3: Some of the code that I develop require testing on a new drawing or when existing ones are opened. These require a CAD boot-up and initialization which takes significantly longer in AutoCAD than in BricsCAD. A testing cycle on BricsCAD is much faster for me, than in AutoCAD.
4: Lisp programmers often complain about the tenacity with which the command line disappears and hides itself in the 2013 and 2014 versions of AutoCAD. The command line is an important debug window where much of the action happens and must be seen. Switching over to BricsCAD overcomes these limitations, as the command window behaves much like in older versions of AutoCAD - always accessible and resourceful.
I don't miss AutoCAD, as far as Lisp programming is concerned except when I need to check if I have left some variables global. I find the Visual Lisp editor very useful for this task.

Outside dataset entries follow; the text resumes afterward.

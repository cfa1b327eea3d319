// Copyright 2026 The studydeck Authors
//
// Licensed under the Apache License, Version 2.0 (the "License");
// you may not use this file except in compliance with the License.
// You may obtain a copy of the License at
//
//     http://www.apache.org/licenses/LICENSE-2.0
//
// Unless required by applicable law or agreed to in writing, software
// distributed under the License is distributed on an "AS IS" BASIS,
// WITHOUT WARRANTIES OR CONDITIONS OF ANY KIND, either express or implied.
// See the License for the specific language governing permissions and
// limitations under the License.

use std::fmt::Display;
use std::fmt::Formatter;

/// An error with a human-readable message.
#[derive(Debug)]
pub struct ErrorReport {
    message: String,
}

impl ErrorReport {
    pub fn new(message: impl Into<String>) -> Self {
        Self {
            message: message.into(),
        }
    }
}

impl Display for ErrorReport {
    fn fmt(&self, f: &mut Formatter<'_>) -> std::fmt::Result {
        write!(f, "error: {}", self.message)
    }
}

pub type Fallible<T> = Result<T, ErrorReport>;

pub fn fail<T>(message: &str) -> Fallible<T> {
    Err(ErrorReport::new(message))
}

impl From<std::io::Error> for ErrorReport {
    fn from(e: std::io::Error) -> Self {
        Self::new(e.to_string())
    }
}

impl From<walkdir::Error> for ErrorReport {
    fn from(e: walkdir::Error) -> Self {
        Self::new(e.to_string())
    }
}

impl From<serde_json::Error> for ErrorReport {
    fn from(e: serde_json::Error) -> Self {
        Self::new(e.to_string())
    }
}

#[cfg(test)]
impl From<reqwest::Error> for ErrorReport {
    fn from(e: reqwest::Error) -> Self {
        Self::new(e.to_string())
    }
}
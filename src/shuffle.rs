// Copyright 2026 The studydeck Authors
//
// Licensed under the Apache License, Version 2.0 (the "License");
// you may not use this file except in compliance with the License.
// You may obtain a copy of the License at
//
//     http://www.apache.org/licenses/LICENSE-2.0
//
// Unless required by applicable law or agreed to in writing, software
// distributed under the License is distributed on an "AS IS" BASIS,
// WITHOUT WARRANTIES OR CONDITIONS OF ANY KIND, either express or implied.
// See the License for the specific language governing permissions and
// limitations under the License.

use rand::Rng;

/// Returns a uniformly random permutation of `deck`.
///
/// Fisher-Yates over a copy: the input is never mutated. Empty and
/// single-element decks come back unchanged.
pub fn shuffle<T: Clone, R: Rng>(deck: &[T], rng: &mut R) -> Vec<T> {
    let mut shuffled: Vec<T> = deck.to_vec();
    for i in (1..shuffled.len()).rev() {
        let j = rng.random_range(0..=i);
        shuffled.swap(i, j);
    }
    shuffled
}

#[cfg(test)]
mod tests {
    use rand::SeedableRng;
    use rand::rngs::StdRng;

    use super::*;

    #[test]
    fn test_shuffle_is_a_permutation() {
        let deck: Vec<u32> = (0..100).collect();
        let mut rng = StdRng::seed_from_u64(1);
        let shuffled = shuffle(&deck, &mut rng);
        assert_eq!(shuffled.len(), deck.len());
        let mut sorted = shuffled.clone();
        sorted.sort();
        assert_eq!(sorted, deck);
    }

    #[test]
    fn test_shuffle_does_not_mutate_the_input() {
        let deck: Vec<u32> = (0..50).collect();
        let original = deck.clone();
        let mut rng = StdRng::seed_from_u64(2);
        let _ = shuffle(&deck, &mut rng);
        assert_eq!(deck, original);
    }

    #[test]
    fn test_shuffle_empty_and_singleton() {
        let mut rng = StdRng::seed_from_u64(3);
        let empty: Vec<u32> = Vec::new();
        assert!(shuffle(&empty, &mut rng).is_empty());
        assert_eq!(shuffle(&[7], &mut rng), vec![7]);
    }

    #[test]
    fn test_shuffle_is_deterministic_under_a_seed() {
        let deck: Vec<u32> = (0..20).collect();
        let mut a = StdRng::seed_from_u64(4);
        let mut b = StdRng::seed_from_u64(4);
        assert_eq!(shuffle(&deck, &mut a), shuffle(&deck, &mut b));
    }
}
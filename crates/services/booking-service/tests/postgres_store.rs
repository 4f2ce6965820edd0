//! Store behaviour against a real PostgreSQL database.
//!
//! These tests need a disposable database. To run them:
//! 1. Start PostgreSQL (e.g. `docker compose up -d postgres`)
//! 2. Set DATABASE_URL
//! 3. Run: cargo test -p booking-service -- --ignored

use chrono::{Duration, NaiveDate, NaiveTime};
use futures::future::join_all;
use uuid::Uuid;

use booking_service_lib::{
    BookingServiceConfig, Database, ServiceContainer, Services, SlotConfig,
};
use common::{AppError, DatabaseConfig};
use domain::{BlockingPolicy, Principal, Registration, ReservationDraft, MSG_SLOT_TAKEN};

async fn services(blocking: BlockingPolicy) -> Services {
    let config = BookingServiceConfig {
        database: DatabaseConfig::from_env().unwrap(),
        slots: SlotConfig {
            blocking,
            ..SlotConfig::default()
        },
    };
    let db = Database::connect(&config.database).await.unwrap();
    Services::from_connection(db.get_connection(), &config).unwrap()
}

async fn register(services: &Services, run: Uuid, n: usize) -> Principal {
    let user = services
        .users()
        .register(Registration {
            first_name: format!("Tester{}", n),
            last_name: "Postgres".to_string(),
            email: format!("pg{}-{}@x.cz", n, run),
            password: "pw1".to_string(),
        })
        .await
        .unwrap();
    Principal::from(&user)
}

fn date() -> NaiveDate {
    NaiveDate::from_ymd_opt(2024, 6, 1).unwrap()
}

#[tokio::test(flavor = "multi_thread", worker_threads = 4)]
#[ignore = "Requires database"]
async fn overlapping_concurrent_bookings_admit_exactly_one() {
    let services = services(BlockingPolicy::Overlap).await;
    let run = Uuid::new_v4();
    let title = format!("Pool {}", run);

    let mut principals = Vec::new();
    for n in 0..8 {
        principals.push(register(&services, run, n).await);
    }

    // Every pair overlaps, but no two share a start time
    let nine = NaiveTime::from_hms_opt(9, 0, 0).unwrap();
    let attempts = principals.iter().enumerate().map(|(n, who)| {
        let reservations = services.reservations();
        let start = nine + Duration::minutes(5 * n as i64);
        let draft =
            ReservationDraft::new(&title, date(), start, start + Duration::hours(1), None).unwrap();
        async move { reservations.create(who, draft).await }
    });
    let results = join_all(attempts).await;

    assert_eq!(results.iter().filter(|r| r.is_ok()).count(), 1);
    for result in results.iter().filter(|r| r.is_err()) {
        assert!(matches!(result, Err(AppError::Validation(msg)) if msg == MSG_SLOT_TAKEN));
    }
    let available = services
        .slots()
        .available_slots(&title, date())
        .await
        .unwrap();
    assert!(available.len() < services.slots().generate_grid().len());

    for who in &principals {
        services.users().delete_by_id(who.user_id).await.unwrap();
    }
}

#[tokio::test]
#[ignore = "Requires database"]
async fn booking_for_a_deleted_owner_is_not_found() {
    let services = services(BlockingPolicy::Start).await;
    let run = Uuid::new_v4();
    let jana = register(&services, run, 0).await;

    services.users().delete_by_id(jana.user_id).await.unwrap();

    let start = NaiveTime::from_hms_opt(9, 0, 0).unwrap();
    let draft = ReservationDraft::new(
        &format!("Pool {}", run),
        date(),
        start,
        start + Duration::hours(1),
        None,
    )
    .unwrap();
    let result = services.reservations().create(&jana, draft).await;

    assert!(matches!(result, Err(AppError::NotFound)));
}
//! Slot availability engine.

use async_trait::async_trait;
use chrono::NaiveDate;
use std::sync::Arc;

use common::AppResult;
use domain::{BlockingPolicy, SlotGrid};

use crate::repository::ReservationRepository;

#[async_trait]
pub trait SlotService: Send + Sync {
    /// The full daily grid of slot labels
    fn generate_grid(&self) -> Vec<String>;

    /// Grid labels still bookable for `title` on `date`
    async fn available_slots(&self, title: &str, date: NaiveDate) -> AppResult<Vec<String>>;
}

pub struct SlotAvailability {
    reservations: Arc<dyn ReservationRepository>,
    grid: SlotGrid,
    policy: BlockingPolicy,
}

impl SlotAvailability {
    pub fn new(
        reservations: Arc<dyn ReservationRepository>,
        grid: SlotGrid,
        policy: BlockingPolicy,
    ) -> Self {
        Self {
            reservations,
            grid,
            policy,
        }
    }
}

#[async_trait]
impl SlotService for SlotAvailability {
    fn generate_grid(&self) -> Vec<String> {
        self.grid.labels()
    }

    async fn available_slots(&self, title: &str, date: NaiveDate) -> AppResult<Vec<String>> {
        let booked = self
            .reservations
            .find_by_date_and_title(date, title.trim().to_string())
            .await?;

        Ok(self.grid.available(date, &booked, self.policy))
    }
}
//! HTTP request handlers.

pub mod admin_handler;
pub mod auth_handler;
pub mod forms;
pub mod health_handler;
pub mod reservation_handler;
pub mod views;

pub use admin_handler::admin_routes;
pub use auth_handler::auth_routes;
pub use health_handler::health_routes;
pub use reservation_handler::reservation_routes;
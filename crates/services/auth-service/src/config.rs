//! Auth service configuration.

use common::{env_first, env_parse, AppError, AppResult, JwtConfig};
use domain::{
    DEFAULT_SESSION_EXPIRATION_HOURS, MAX_SESSION_EXPIRATION_HOURS, MIN_JWT_SECRET_LENGTH,
};

/// Auth service configuration.
#[derive(Debug, Clone, Default)]
pub struct AuthServiceConfig {
    pub jwt: JwtConfig,
}

impl AuthServiceConfig {
    /// Load configuration from environment variables.
    ///
    /// `JWT_SECRET` is required and must be at least
    /// [`MIN_JWT_SECRET_LENGTH`] characters.
    pub fn from_env() -> AppResult<Self> {
        let secret = env_first(&["JWT_SECRET", "AUTH_SERVICE_JWT_SECRET"])
            .ok_or_else(|| AppError::config("JWT_SECRET must be set"))?;
        let expiration_hours = env_parse(
            &["SESSION_EXPIRATION_HOURS", "JWT_EXPIRATION_HOURS"],
            DEFAULT_SESSION_EXPIRATION_HOURS,
        )?;

        Self::new(secret, expiration_hours)
    }

    pub fn new(secret: String, expiration_hours: i64) -> AppResult<Self> {
        if secret.chars().count() < MIN_JWT_SECRET_LENGTH {
            return Err(AppError::config(format!(
                "JWT_SECRET must be at least {} characters",
                MIN_JWT_SECRET_LENGTH
            )));
        }
        if expiration_hours <= 0 {
            return Err(AppError::config("SESSION_EXPIRATION_HOURS must be positive"));
        }
        if expiration_hours > MAX_SESSION_EXPIRATION_HOURS {
            return Err(AppError::config(format!(
                "SESSION_EXPIRATION_HOURS must not exceed {}",
                MAX_SESSION_EXPIRATION_HOURS
            )));
        }

        Ok(Self {
            jwt: JwtConfig {
                secret,
                expiration_hours,
            },
        })
    }
}
//! Gateway configuration.

use common::{env_or, env_parse, AppResult};

use crate::access::AccessPolicy;

/// Gateway configuration.
#[derive(Debug, Clone)]
pub struct GatewayConfig {
    /// Server host
    pub host: String,
    /// Server port
    pub port: u16,
    /// Whether reservation and admin pages need a role
    pub access_policy: AccessPolicy,
    /// Name of the cookie carrying the session token
    pub cookie_name: String,
    /// Mark the session cookie `Secure`
    pub cookie_secure: bool,
}

impl GatewayConfig {
    /// Load configuration from environment variables.
    pub fn from_env() -> AppResult<Self> {
        let defaults = Self::default();
        Ok(Self {
            host: env_or(&["GATEWAY_HOST", "HOST"], &defaults.host),
            port: env_parse(&["GATEWAY_PORT", "PORT"], defaults.port)?,
            access_policy: env_parse(&["ACCESS_POLICY"], defaults.access_policy)?,
            cookie_name: env_or(&["SESSION_COOKIE_NAME"], &defaults.cookie_name),
            cookie_secure: env_parse(&["SESSION_COOKIE_SECURE"], defaults.cookie_secure)?,
        })
    }
}

impl Default for GatewayConfig {
    fn default() -> Self {
        Self {
            host: "0.0.0.0".to_string(),
            port: 3000,
            access_policy: AccessPolicy::default(),
            cookie_name: "SESSION".to_string(),
            cookie_secure: false,
        }
    }
}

Of course, these are some of the small comforts in Lisp as I experienced it in BricsCAD, purely looked at from one view (during debugging).
The bigger story, and the power of Lisp in BricsCAD has been explained in this post as well as this one.
Follow us on Twitter: http://www.twitter.com/rakesh_rao
Discover BricsCAD, discover GeoTools-AutoCAD , GeoTools-BricsCAD, CADPower-AutoCAD, CADPower-BricsCAD, discover TechCenter. Brand new ways to work smarter in CAD!!
Hi,
as a AutoCad long-term User (since v9) I can assure you, lisp debugging was only slightly easier then, if one did it only from the cmd line. In a bad error case, you could get several hundred lines of spaghetti lisp recursive from the point the error happened.
The way to get this output still exists, but is hidden in some error trap settings.
However, I do not really understand why one would not use Visual Lisp, as it is integrated and easy to call by the VLIDE command.
I also cannot follow the "with which the command line disappears and hides itself", but that may have been a behavior of that versions which I did not realize then.
I sympathise with the way Bricscad provides a cheap Autocad alternative on a broad functional spectrum, albeit there is no way to get arx applications running without a recompile to .brx with their libraries.